Dataset entries

________________________________________

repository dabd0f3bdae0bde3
use std::fmt::Display;

use thiserror::Error;
use tracing::{debug, error};
use uuid::Uuid;

#[derive(Debug, Error)]
pub enum ServiceError {
    #[error("database error: {0}")]
    Database(#[from] sqlx::Error),
    #[error("{entity} {id} not found")]
    NotFound { entity: &'static str, id: Uuid },
    #[error("an animal with tag '{0}' already exists")]
    DuplicateTag(String),
    #[error("a herd named '{0}' already exists")]
    DuplicateHerdName(String),
    #[error("herd {0} does not exist")]
    HerdMissing(Uuid),
    #[error("animals not found: {0:?}")]
    AnimalsMissing(Vec<Uuid>),
    #[error("herd {herd_id} is at capacity ({capacity})")]
    HerdFull { herd_id: Uuid, capacity: i64 },
}

impl ServiceError {
    pub fn not_found(entity: &'static str, id: Uuid) -> Self {
        ServiceError::NotFound { entity, id }
    }

    /// Business-rule violations, as opposed to persistence failures.
    pub fn is_domain(&self) -> bool {
        !matches!(self, ServiceError::Database(_))
    }

    pub(crate) fn log(&self, operation: &'static str, entity: &'static str, key: &dyn Display) {
        match self {
            ServiceError::Database(e) => {
                error!(operation, entity, key = %key, error = %e, "Persistence failure")
            }
            other => {
                debug!(operation, entity, key = %key, error = %other, "Rejected by business rule")
            }
        }
    }
}
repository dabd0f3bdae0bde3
pub mod config;
pub mod deployment;
pub mod error;
pub mod routes;

use axum::Router;
use tower_http::{cors::CorsLayer, trace::TraceLayer};

pub use deployment::Deployment;

/// Full application router with tracing and CORS layers applied.
pub fn app(deployment: Deployment) -> Router {
    Router::new()
        .nest("/api", routes::router(&deployment))
        .layer(TraceLayer::new_for_http())
        .layer(CorsLayer::permissive())
        .with_state(deployment)
}
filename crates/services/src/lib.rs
pub mod services;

________________________________________

### Your instructions
Pull out the lines above in which the word "services" appears.

### Task solution
filename crates/services/src/lib.rs
pub mod services;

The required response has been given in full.